* _Task requirements_
Repeat the records below exactly, line for line.
-- Opening Marker --
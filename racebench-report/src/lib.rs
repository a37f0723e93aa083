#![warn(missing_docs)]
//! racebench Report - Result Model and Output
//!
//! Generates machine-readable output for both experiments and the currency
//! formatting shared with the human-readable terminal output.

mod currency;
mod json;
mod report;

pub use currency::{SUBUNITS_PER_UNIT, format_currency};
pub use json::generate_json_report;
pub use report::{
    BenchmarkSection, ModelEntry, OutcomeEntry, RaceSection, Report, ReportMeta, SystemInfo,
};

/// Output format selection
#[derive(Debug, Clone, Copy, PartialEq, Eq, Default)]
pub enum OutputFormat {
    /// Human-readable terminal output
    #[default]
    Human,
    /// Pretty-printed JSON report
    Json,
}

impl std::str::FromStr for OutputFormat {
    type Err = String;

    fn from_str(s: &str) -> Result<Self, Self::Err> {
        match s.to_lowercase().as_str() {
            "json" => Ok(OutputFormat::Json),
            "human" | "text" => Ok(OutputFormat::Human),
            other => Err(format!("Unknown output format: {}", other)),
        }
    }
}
-- Closing Marker --
* _Result of this task_
filename racebench-report/src/lib.rs
repository a37f0723e93aa083
#![warn(missing_docs)]
//! racebench Report - Result Model and Output
//!
//! Generates machine-readable output for both experiments and the currency
//! formatting shared with the human-readable terminal output.

mod currency;
mod json;
mod report;

pub use currency::{SUBUNITS_PER_UNIT, format_currency};
pub use json::generate_json_report;
pub use report::{
    BenchmarkSection, ModelEntry, OutcomeEntry, RaceSection, Report, ReportMeta, SystemInfo,
};

/// Output format selection
#[derive(Debug, Clone, Copy, PartialEq, Eq, Default)]
pub enum OutputFormat {
    /// Human-readable terminal output
    #[default]
    Human,
    /// Pretty-printed JSON report
    Json,
}

impl std::str::FromStr for OutputFormat {
    type Err = String;

    fn from_str(s: &str) -> Result<Self, Self::Err> {
        match s.to_lowercase().as_str() {
            "json" => Ok(OutputFormat::Json),
            "human" | "text" => Ok(OutputFormat::Human),
            other => Err(format!("Unknown output format: {}", other)),
        }
    }
}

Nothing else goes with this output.